Ce régime matrimonial est souvent choisi par les entrepreneurs pour protéger le patrimoine du conjoint du droit de poursuite des créanciers éventuels. Sous une apparente simplicité, il requiert toutefois une rigueur de gestion et de comptabilité et peut s’avérer défavorable à l’époux sans activité ou ressource personnelle. Un arrêt récent de la cour de Cassation1 vient de nous en rappeler, si besoin était, les écueils.

Le principe étant la séparation des patrimoines, tout mouvement de fonds entre époux excédant la contribution aux charges normales du mariage est donc susceptible d’être sanctionné. En l’espèce, les époux Olivaux avaient acquis en indivision différents immeubles que seul Monsieur avait contribué à financer. En outre, Madame avait placé et donné en son nom à ses enfants des actifs appartenant à son mari. Les juges n’ont pas accepté la défense des époux arguant d’un prêt de Monsieur à Madame remboursable au jour de la liquidation du régime matrimonial. Constatant l’absence de ressources de Madame, sans emploi, et l’absence de documents permettant à Monsieur d’agir en restitution d’une quelconque dette, ils ont au contraire retenu l’intention libérale de Monsieur à l’égard de Madame et qualifié ces différents mouvements de fonds de donation indirecte entre vifs. L’enjeu est particulièrement important du point de vue fiscal car rappelons que les successions entre époux sont exonérées de droits de succession alors que les donations demeurent taxables….
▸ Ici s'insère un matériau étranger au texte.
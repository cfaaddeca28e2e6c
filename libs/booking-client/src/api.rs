use chrono::NaiveDate;
use reqwest::{Client, Method, RequestBuilder};
use serde::de::DeserializeOwned;
use serde::{Deserialize, Serialize};
use serde_json::Value;
use tracing::{debug, warn};
use uuid::Uuid;

use appointment_cell::models::{Appointment, BookedAppointment};
use doctor_cell::models::Doctor;
use doctor_cell::SlotTime;

use crate::error::ClientError;
use crate::session::AuthSession;
use crate::tracker::{RequestTicket, SlotRequestTracker};

pub type Result<T> = std::result::Result<T, ClientError>;

/// Body of `POST /appointments`.
#[derive(Debug, Clone, PartialEq, Serialize)]
pub struct NewAppointment {
    pub doctor_id: Uuid,
    pub appointment_date: NaiveDate,
    pub appointment_time: SlotTime,
    pub reason: String,
    pub symptoms: String,
    pub patient_name: String,
    pub patient_age: u32,
    pub patient_gender: String,
    pub patient_phone: String,
    pub emergency_contact: String,
    pub payment_status: bool,
    pub payment_method: Option<String>,
}

#[derive(Debug, Clone, Default, Serialize)]
pub struct RescheduleRequest {
    #[serde(skip_serializing_if = "Option::is_none")]
    pub appointment_date: Option<NaiveDate>,
    #[serde(skip_serializing_if = "Option::is_none")]
    pub appointment_time: Option<SlotTime>,
    #[serde(skip_serializing_if = "Option::is_none")]
    pub reason: Option<String>,
}

#[derive(Debug, Clone, PartialEq, Deserialize)]
pub struct CancellationReceipt {
    pub message: String,
    pub company_fee: f64,
    pub refund_amount: f64,
}

/// Typed access to the booking API for one user session.
pub struct BookingApiClient {
    client: Client,
    base_url: String,
    session: Option<AuthSession>,
}

impl BookingApiClient {
    pub fn new(base_url: &str) -> Self {
        Self {
            client: Client::new(),
            base_url: base_url.trim_end_matches('/').to_string(),
            session: None,
        }
    }

    pub fn with_session(mut self, session: AuthSession) -> Self {
        self.session = Some(session);
        self
    }

    pub fn session(&self) -> Option<&AuthSession> {
        self.session.as_ref()
    }

    // ==========================================================================
    // DOCTORS
    // ==========================================================================

    pub async fn list_doctors(&self, specialty: Option<&str>) -> Result<Vec<Doctor>> {
        let mut request = self.request(Method::GET, "/doctors");
        if let Some(specialty) = specialty {
            request = request.query(&[("specialty", specialty)]);
        }
        self.send_field(request, "doctors").await
    }

    pub async fn get_doctor(&self, doctor_id: Uuid) -> Result<Doctor> {
        let request = self.request(Method::GET, &format!("/doctors/{}", doctor_id));
        self.send_field(request, "doctor").await
    }

    pub async fn available_dates(&self, doctor_id: Uuid) -> Result<Vec<NaiveDate>> {
        let request = self.request(Method::GET, &format!("/doctors/{}/available-dates", doctor_id));
        self.send_field(request, "dates").await
    }

    /// Bookable start times on `date`. When rescheduling, pass the appointment
    /// being moved so its current time stays selectable.
    pub async fn available_slots(
        &self,
        doctor_id: Uuid,
        date: NaiveDate,
        exclude_appointment: Option<Uuid>,
    ) -> Result<Vec<SlotTime>> {
        let mut request = self
            .request(Method::GET, &format!("/doctors/{}/available-slots", doctor_id))
            .query(&[("date", date.to_string())]);
        if let Some(appointment_id) = exclude_appointment {
            request = request.query(&[("exclude_appointment", appointment_id.to_string())]);
        }
        self.send_field(request, "slots").await
    }

    /// [`Self::available_slots`] guarded by `tracker`: `Ok(None)` means a newer
    /// lookup was issued while this one was in flight, whether this one
    /// succeeded or failed.
    pub async fn tracked_slots(
        &self,
        tracker: &SlotRequestTracker,
        doctor_id: Uuid,
        date: NaiveDate,
        exclude_appointment: Option<Uuid>,
    ) -> Result<Option<Vec<SlotTime>>> {
        let ticket: RequestTicket = tracker.issue(date);
        let result = self.available_slots(doctor_id, date, exclude_appointment).await;
        tracker.accept(&ticket, result).transpose()
    }

    // ==========================================================================
    // APPOINTMENTS
    // ==========================================================================

    /// Ids and times already taken with `doctor_id` on `date`.
    pub async fn booked_appointments(&self, doctor_id: Uuid, date: NaiveDate) -> Result<Vec<BookedAppointment>> {
        let request = self
            .authorized(Method::GET, "/appointments")?
            .query(&[("doctor", doctor_id.to_string()), ("date", date.to_string())]);
        self.send_field(request, "appointments").await
    }

    pub async fn my_appointments(&self) -> Result<Vec<Appointment>> {
        let request = self.authorized(Method::GET, "/appointments")?;
        self.send_field(request, "appointments").await
    }

    pub async fn book_appointment(&self, appointment: &NewAppointment) -> Result<Appointment> {
        let request = self.authorized(Method::POST, "/appointments")?.json(appointment);
        self.send_field(request, "appointment").await
    }

    pub async fn get_appointment(&self, appointment_id: Uuid) -> Result<Appointment> {
        let request = self.authorized(Method::GET, &format!("/appointments/{}", appointment_id))?;
        self.send_field(request, "appointment").await
    }

    pub async fn reschedule_appointment(
        &self,
        appointment_id: Uuid,
        changes: &RescheduleRequest,
    ) -> Result<Appointment> {
        let request = self
            .authorized(Method::PUT, &format!("/appointments/{}", appointment_id))?
            .json(changes);
        self.send_field(request, "appointment").await
    }

    pub async fn cancel_appointment(&self, appointment_id: Uuid) -> Result<CancellationReceipt> {
        let request = self.authorized(Method::POST, &format!("/appointments/{}/cancel", appointment_id))?;
        let body = self.send(request).await?;
        decode(body)
    }

    // ==========================================================================
    // PLUMBING
    // ==========================================================================

    fn request(&self, method: Method, path: &str) -> RequestBuilder {
        let url = format!("{}{}", self.base_url, path);
        debug!("Booking API {} {}", method, url);

        let builder = self.client.request(method, &url);
        match &self.session {
            Some(session) => builder.bearer_auth(&session.token),
            None => builder,
        }
    }

    fn authorized(&self, method: Method, path: &str) -> Result<RequestBuilder> {
        if self.session.is_none() {
            return Err(ClientError::Unauthorized("Sign in to continue".to_string()));
        }
        Ok(self.request(method, path))
    }

    async fn send(&self, request: RequestBuilder) -> Result<Value> {
        let response = request.send().await?;
        let status = response.status();
        let body = response.text().await?;

        if !status.is_success() {
            let err = ClientError::from_response(status, &body);
            warn!("Booking API call failed: {}", err);
            return Err(err);
        }

        serde_json::from_str(&body).map_err(|e| ClientError::Decode(e.to_string()))
    }

    async fn send_field<T: DeserializeOwned>(&self, request: RequestBuilder, field: &str) -> Result<T> {
        let mut body = self.send(request).await?;
        let value = body
            .get_mut(field)
            .map(Value::take)
            .ok_or_else(|| ClientError::Decode(format!("response has no '{}' field", field)))?;
        decode(value)
    }
}

fn decode<T: DeserializeOwned>(value: Value) -> Result<T> {
    serde_json::from_value(value).map_err(|e| ClientError::Decode(e.to_string()))
}
use base64::{engine::general_purpose::URL_SAFE_NO_PAD, Engine};
use hmac::{Hmac, Mac};
use sha2::Sha256;
use chrono::{Utc, TimeZone};
use tracing::debug;
use shared_models::auth::{JwtClaims, User};

type HmacSha256 = Hmac<Sha256>;

pub fn validate_token(token: &str, jwt_secret: &str) -> Result<User, String> {
    if jwt_secret.is_empty() {
        return Err("JWT secret is not set".to_string());
    }

    let parts: Vec<&str> = token.split('.').collect();
    if parts.len() != 3 {
        return Err("Invalid token format".to_string());
    }

    let header_b64 = parts[0];
    let claims_b64 = parts[1];
    let signature_b64 = parts[2];

    let signature = match URL_SAFE_NO_PAD.decode(signature_b64) {
        Ok(sig) => sig,
        Err(e) => {
            debug!("Failed to decode signature: {}", e);
            return Err("Invalid signature encoding".to_string());
        }
    };

    let signing_input = format!("{}.{}", header_b64, claims_b64);

    let mut mac = HmacSha256::new_from_slice(jwt_secret.as_bytes())
        .map_err(|_| "Failed to create HMAC".to_string())?;
    mac.update(signing_input.as_bytes());

    if mac.verify_slice(&signature).is_err() {
        debug!("Token signature verification failed");
        return Err("Invalid token signature".to_string());
    }

    let claims_json = URL_SAFE_NO_PAD
        .decode(claims_b64)
        .ok()
        .and_then(|bytes| String::from_utf8(bytes).ok())
        .ok_or_else(|| "Invalid claims encoding".to_string())?;

    let claims: JwtClaims = serde_json::from_str(&claims_json).map_err(|e| {
        debug!("Failed to parse claims: {}", e);
        "Invalid claims format".to_string()
    })?;

    if let Some(exp) = claims.exp {
        let now = Utc::now().timestamp() as u64;
        if exp < now {
            debug!("Token expired at {} (now: {})", exp, now);
            return Err("Token expired".to_string());
        }
    }

    let created_at = claims.iat
        .and_then(|timestamp| Utc.timestamp_opt(timestamp as i64, 0).single());

    // Display name may live in user_metadata for tokens minted by Supabase auth
    let name = claims.name.or_else(|| {
        claims.user_metadata
            .as_ref()
            .and_then(|m| m.get("name").or_else(|| m.get("full_name")))
            .and_then(|v| v.as_str())
            .map(str::to_string)
    });

    let user = User {
        id: claims.sub,
        email: claims.email,
        role: claims.role,
        name,
        metadata: claims.user_metadata,
        created_at,
    };

    debug!("Token validated successfully for user: {}", user.id);
    Ok(user)
}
Afin de juguler les effets négatifs de la séparation de biens notamment en termes de déséquilibre des patrimoines, plusieurs axes de réflexion peuvent être étudiés au cas par cas :

1 – jouer a posteriori sur la notion de donation rémunératoire : en effet, dans divers jugements, les juges n’ont pas retenu l’intention libérale mais qualifié de rémunération la collaboration gracieuse au travail du conjoint ou encore la prise en charge excessive du travail domestique au regard d’une contribution normale ou enfin le sacrifice professionnel d’un époux permettant au conjoint de réaliser une carrière. La notion de donation rémunératoire est toutefois éminemment personnelle, soumise à l’appréciation des juges et donc fragile sur son principe et son montant. Elle a d’ailleurs été écartée dans l’affaire Olivaux.
2 – il peut donc être plus prudent et pérenne de procéder à une donation dûment enregistrée entre époux, exonérée jusqu’à 80.724 euros en 2011. Une donation permet en outre l’effacement très précieux des plus-values latentes sur des valeurs mobilières fortement valorisées depuis leur achat.
3 – Autre voie pour renforcer leur protection réciproque, les époux peuvent aménager leur régime matrimonial en décidant de basculer certains actifs financiers ou immobiliers dans une sphère commune dont les contours peuvent être assez librement dessinés. La mise en communauté permet de ne plus tenir compte de l’origine du financement desdits biens.
4 – Enfin, l’assurance-vie demeure également un outil de protection du conjoint survivant, en franchise de droits de succession, et de rééquilibrage à terme des patrimoines, en tout état de cause financiers.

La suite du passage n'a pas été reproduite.